/Quick-Draw

Implementation of Google Quick Draw doodle recognition game in PyTorch and comparing other classifiers and features.

Primary LanguageJupyter Notebook

Quick-Draw

Project Overview

This project is done as a part of Computer Vision Course.

In Quick Draw the AI system tries to classify the hand-drawn doodle into a predetermined category. By this project we are trying to achieve the same using different feature extraction techniques like HOG, LBP, SIFT, SURF, pixel values with feature reduction techniques PCA, LDA and applying various classifiers such as Naive Bayes, Random Forest, SVM, XGBoost, Bagging, ADA-boost, KNN and CNN to compare their performance on different evaluation metric such as Accuracy, MAP@3, CMC Curve and Confusion Matrix.

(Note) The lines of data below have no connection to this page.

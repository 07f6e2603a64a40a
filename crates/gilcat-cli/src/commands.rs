//! Subcommand definitions and execution.

use anyhow::{Context, Result};
use chrono::{DateTime, Utc};
use clap::Subcommand;
use gilcat_client::{
  ApiClient,
  auth::{Credentials, Registration},
};
use gilcat_core::{
  cat::{Gender, NewCat},
  community::{NewComment, NewPost},
  geo::GeoPoint,
  model::CatModel,
  query::{
    DateRange, SearchFilters, SortContext, SortKey, SortOrder, filter_cats,
    sort_cats,
  },
};

use crate::state;

// ─── Command tree ─────────────────────────────────────────────────────────────

#[derive(Subcommand, Debug)]
pub enum Command {
  /// Browse and manage cats.
  #[command(subcommand)]
  Cats(CatsCommand),
  /// Sign in and out of the service.
  #[command(subcommand)]
  Auth(AuthCommand),
  /// Community feed.
  #[command(subcommand)]
  Community(CommunityCommand),
}

#[derive(Subcommand, Debug)]
pub enum CatsCommand {
  /// List registered cats.
  List {
    #[arg(long, default_value_t = 1)]
    page: u32,
    #[arg(long, default_value_t = 20)]
    size: u32,
    /// Filter: location substring.
    #[arg(long)]
    location: Option<String>,
    /// Filter: male | female | unknown.
    #[arg(long)]
    gender: Option<Gender>,
    /// Filter: neutered status (true | false).
    #[arg(long)]
    neutered: Option<bool>,
    /// Filter: characteristic tag (repeatable; any may match).
    #[arg(long = "tag")]
    tags: Vec<String>,
    /// Filter: only cats seen on or after this instant (RFC 3339).
    #[arg(long)]
    since: Option<DateTime<Utc>>,
    /// Filter: only cats seen on or before this instant (RFC 3339).
    #[arg(long)]
    until: Option<DateTime<Utc>>,
    /// Sort key: name | last_seen | likes | activity | distance.
    #[arg(long)]
    sort: Option<SortKey>,
    /// Sort descending instead of ascending.
    #[arg(long)]
    desc: bool,
    /// Reference latitude for the distance sort and distance display.
    #[arg(long)]
    lat: Option<f64>,
    /// Reference longitude for the distance sort and distance display.
    #[arg(long)]
    lng: Option<f64>,
  },
  /// Show one cat in detail.
  Show { id: String },
  /// Register a new cat.
  Report {
    #[arg(long)]
    name: String,
    #[arg(long, default_value = "")]
    description: String,
    #[arg(long)]
    location: String,
    /// Characteristic tag (repeatable, at least one).
    #[arg(long = "tag", required = true)]
    tags: Vec<String>,
    /// Free-text age label.
    #[arg(long, default_value = "unknown")]
    age: String,
    #[arg(long, default_value = "unknown")]
    gender: Gender,
    #[arg(long)]
    neutered: bool,
    #[arg(long)]
    lat: f64,
    #[arg(long)]
    lng: f64,
  },
  /// Toggle your like on a cat.
  Like { id: String },
  /// Cats near a point, closest first.
  Nearby {
    #[arg(long)]
    lat: f64,
    #[arg(long)]
    lng: f64,
    /// Radius in metres.
    #[arg(long, default_value_t = 1000.0)]
    radius: f64,
    #[arg(long, default_value_t = 20)]
    limit: u32,
  },
  /// Free-text search over names, descriptions, and locations.
  Search { query: String },
}

#[derive(Subcommand, Debug)]
pub enum AuthCommand {
  /// Sign in and store the token locally.
  Login {
    #[arg(long)]
    email: String,
    /// Read from the terminal when omitted.
    #[arg(long)]
    password: Option<String>,
  },
  /// Create an account and store the token locally.
  Register {
    #[arg(long)]
    name: String,
    #[arg(long)]
    email: String,
    /// Read from the terminal when omitted.
    #[arg(long)]
    password: Option<String>,
  },
  /// Drop the server session and the local token.
  Logout,
  /// Show the signed-in user.
  Whoami,
}

#[derive(Subcommand, Debug)]
pub enum CommunityCommand {
  /// List community posts.
  Posts {
    #[arg(long, default_value_t = 1)]
    page: u32,
    #[arg(long, default_value_t = 20)]
    size: u32,
  },
  /// Publish a post.
  Post { content: String },
  /// List the comments on a post.
  Comments { post_id: String },
  /// Comment on a post.
  Comment { post_id: String, content: String },
  /// Toggle your like on a post.
  Like { post_id: String },
}

// ─── Dispatch ─────────────────────────────────────────────────────────────────

pub async fn run(client: &ApiClient, command: Command) -> Result<()> {
  match command {
    Command::Cats(cmd) => run_cats(client, cmd).await,
    Command::Auth(cmd) => run_auth(client, cmd).await,
    Command::Community(cmd) => run_community(client, cmd).await,
  }
}

async fn run_cats(client: &ApiClient, command: CatsCommand) -> Result<()> {
  match command {
    CatsCommand::List {
      page,
      size,
      location,
      gender,
      neutered,
      tags,
      since,
      until,
      sort,
      desc,
      lat,
      lng,
    } => {
      let date_range = match (since, until) {
        (None, None) => None,
        (from, to) => Some(DateRange {
          from: from.unwrap_or(DateTime::<Utc>::MIN_UTC),
          to:   to.unwrap_or_else(Utc::now),
        }),
      };
      let filters = SearchFilters {
        location,
        gender,
        is_neutered: neutered,
        characteristics: tags,
        date_range,
      };
      let result = client.list_cats(page, size, &filters).await?;

      // The date range is a client-side filter; everything else was
      // already applied by the server.
      let models: Vec<CatModel> =
        result.items.iter().cloned().map(CatModel::new).collect();
      let mut models = filter_cats(&models, &filters);

      let reference = match (lat, lng) {
        (Some(lat), Some(lng)) => Some(GeoPoint::new(lat, lng)),
        _ => None,
      };
      if let Some(key) = sort {
        let mut ctx = SortContext::now();
        ctx.reference = reference;
        let order = if desc { SortOrder::Desc } else { SortOrder::Asc };
        sort_cats(&mut models, key, order, &ctx);
      }

      for cat in &models {
        print_cat_line(cat, reference);
      }
      println!(
        "page {} · {} of {} cats",
        result.page,
        models.len(),
        result.total
      );
      Ok(())
    }
    CatsCommand::Show { id } => {
      let cat = client.get_cat(&id).await?;
      print_cat_detail(&CatModel::new(cat));
      Ok(())
    }
    CatsCommand::Report {
      name,
      description,
      location,
      tags,
      age,
      gender,
      neutered,
      lat,
      lng,
    } => {
      let draft = NewCat {
        name,
        description,
        location,
        characteristics: tags,
        estimated_age: age,
        gender,
        image: None,
        coordinates: GeoPoint::new(lat, lng),
        is_neutered: neutered,
      };
      let cat = client.create_cat(&draft).await?;
      println!("registered {} ({})", cat.name, cat.id);
      Ok(())
    }
    CatsCommand::Like { id } => {
      let outcome = client.toggle_like(&id).await?;
      let verb = if outcome.is_liked { "liked" } else { "unliked" };
      println!("{verb} ({} total)", outcome.like_count);
      Ok(())
    }
    CatsCommand::Nearby { lat, lng, radius, limit } => {
      let reference = GeoPoint::new(lat, lng);
      let cats = client.nearby_cats(reference, radius, limit).await?;
      if cats.is_empty() {
        println!("no cats within {radius} m");
      }
      for cat in cats {
        print_cat_line(&CatModel::new(cat), Some(reference));
      }
      Ok(())
    }
    CatsCommand::Search { query } => {
      // Search history is explicit CLI-owned state, persisted per user.
      let mut recent = state::load_recent();
      recent.push(&query);
      state::save_recent(&recent)?;

      let cats = client.search_cats(&query).await?;
      for cat in &cats {
        print_cat_line(&CatModel::new(cat.clone()), None);
      }
      println!("{} match(es)", cats.len());
      if recent.len() > 1 {
        println!("recent: {}", recent.iter().collect::<Vec<_>>().join(", "));
      }
      Ok(())
    }
  }
}

async fn run_auth(client: &ApiClient, command: AuthCommand) -> Result<()> {
  match command {
    AuthCommand::Login { email, password } => {
      let password = match password {
        Some(p) => p,
        None => prompt_password()?,
      };
      let session = client.login(&Credentials { email, password }).await?;
      state::save_token(&session.token)?;
      println!("signed in as {}", session.user.name);
      Ok(())
    }
    AuthCommand::Register { name, email, password } => {
      let password = match password {
        Some(p) => p,
        None => prompt_password()?,
      };
      let session = client
        .register(&Registration { name, email, password })
        .await?;
      state::save_token(&session.token)?;
      println!("account created; signed in as {}", session.user.name);
      Ok(())
    }
    AuthCommand::Logout => {
      // Drop the server session first; clear the local token either way.
      if let Err(e) = client.logout().await {
        tracing::warn!(error = %e, "server-side logout failed");
      }
      state::clear_token()?;
      println!("signed out");
      Ok(())
    }
    AuthCommand::Whoami => {
      let user = client.check_auth().await?;
      println!("{} <{}>", user.name, user.email);
      Ok(())
    }
  }
}

async fn run_community(client: &ApiClient, command: CommunityCommand) -> Result<()> {
  match command {
    CommunityCommand::Posts { page, size } => {
      let now = Utc::now();
      let result = client.list_posts(page, size).await?;
      for post in &result.items {
        println!(
          "{}  {} · {} — likes {}, comments {}",
          post.id,
          post.author.name,
          post.age_label(now),
          post.likes,
          post.comments
        );
        println!("    {}", post.content);
      }
      println!("page {} of {} posts", result.page, result.total);
      Ok(())
    }
    CommunityCommand::Post { content } => {
      let post = client.create_post(&NewPost { content }).await?;
      println!("posted {}", post.id);
      Ok(())
    }
    CommunityCommand::Comments { post_id } => {
      let now = Utc::now();
      let comments = client.list_comments(&post_id).await?;
      for comment in &comments {
        println!(
          "{} · {}: {}",
          comment.age_label(now),
          comment.author.name,
          comment.content
        );
        for reply in &comment.replies {
          println!("    > {}: {}", reply.author.name, reply.content);
        }
      }
      println!("{} comment(s)", comments.len());
      Ok(())
    }
    CommunityCommand::Comment { post_id, content } => {
      client.add_comment(&post_id, &NewComment { content }).await?;
      println!("comment added");
      Ok(())
    }
    CommunityCommand::Like { post_id } => {
      let outcome = client.toggle_post_like(&post_id).await?;
      let verb = if outcome.is_liked { "liked" } else { "unliked" };
      println!("{verb} ({} total)", outcome.like_count);
      Ok(())
    }
  }
}

// ─── Output helpers ───────────────────────────────────────────────────────────

fn print_cat_line(cat: &CatModel, reference: Option<GeoPoint>) {
  let record = cat.record();
  let mut line = format!(
    "{}  {} [{}, {}] {} — likes {}, comments {}, reports {}",
    record.id,
    record.name,
    cat.gender_label(),
    cat.neutered_label(),
    record.location,
    record.likes,
    record.comments,
    record.report_count
  );
  if let Some(point) = reference {
    line.push_str(&format!(" — {}", format_distance(cat.distance_from(point))));
  }
  println!("{line}");
}

fn print_cat_detail(cat: &CatModel) {
  let record = cat.record();
  println!("{} ({})", record.name, record.id);
  println!("  gender:          {}", cat.gender_label());
  println!("  neutered:        {}", cat.neutered_label());
  println!("  age:             {}", record.estimated_age);
  println!(
    "  location:        {} ({:.4}, {:.4})",
    record.location, record.lat, record.lng
  );
  println!(
    "  characteristics: {}",
    record.characteristics.join(", ")
  );
  println!("  last seen:       {}", record.last_seen);
  println!("  activity:        {}", cat.activity_score(Utc::now()));
  println!(
    "  likes {} · comments {} · reports {}",
    record.likes, record.comments, record.report_count
  );
  if !record.description.is_empty() {
    println!("  {}", record.description);
  }
  println!("  reported by {}", record.reported_by.name);
}

fn format_distance(metres: f64) -> String {
  if metres < 1_000.0 {
    format!("{metres:.0} m")
  } else {
    format!("{:.1} km", metres / 1_000.0)
  }
}

/// Read a password from stdin. Plain echo; fine for a dev tool.
fn prompt_password() -> Result<String> {
  use std::io::{self, BufRead, Write};
  print!("Password: ");
  io::stdout().flush().ok();
  let mut line = String::new();
  io::stdin()
    .lock()
    .read_line(&mut line)
    .context("reading password")?;
  Ok(line.trim_end_matches(['\n', '\r']).to_string())
}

Project Poster can be found in CV-Poster-Final.pdf.

Problem Usecase

  • It is a challenge in Computer Vision & Machine Learning to handle noisy data and dataset with many different representations of the same class. The Quick Draw Doodle Recognition challenge is a good example of these issues because different users may draw the same object differently or the doodles could be incomplete which is similar to noisy data.
  • This application can be used as a fast prototyping tool for designers or artists by suggesting them the accurate templates on the basis of the rough doodles made by them.
  • It can be extended by replacing the doodles with doodles of alphabets and then convert the hand-written text into digital text format.

Dataset

  • The Quick Draw dataset is a collection of millions of doodle drawings of 300+ categories. The drawings draw by the players were captured as 28 x 28 grayscale images in .npy format with respect to each category.
  • The complete dataset is huge (~73GB) and so we have used only a subset of the complete data (20 categories).
  • The dataset is split in training and test set with 80-20 ratio, the training set is further split into train and validation with 70-30 ratio.
  • Fig above shows a doodle image of each class in our sampled dataset.
  • Dataset can be downloaded from here.

Proposed Algorithm

  • CNN Model Architecture
  • We have followed a conventional computer vision pipeline to train our model. Fig. below shows the training pipeline followed.

  • Feature Extraction: Extract texture information from HOG & LBP, Spatial information from SIFT & SURF and pixel information from grayscale image.

  • Preprocessing: Feature normalization by Min-Max and Z-score to bring features on a similar scale.

  • Dimensionality Reduction: PCA or LDA was applied to project the features with max separation. In PCA number of components were selected by plotting the variance over projected data.

  • Classification: Different classifiers were trained and tested with different parameters and feature combinations.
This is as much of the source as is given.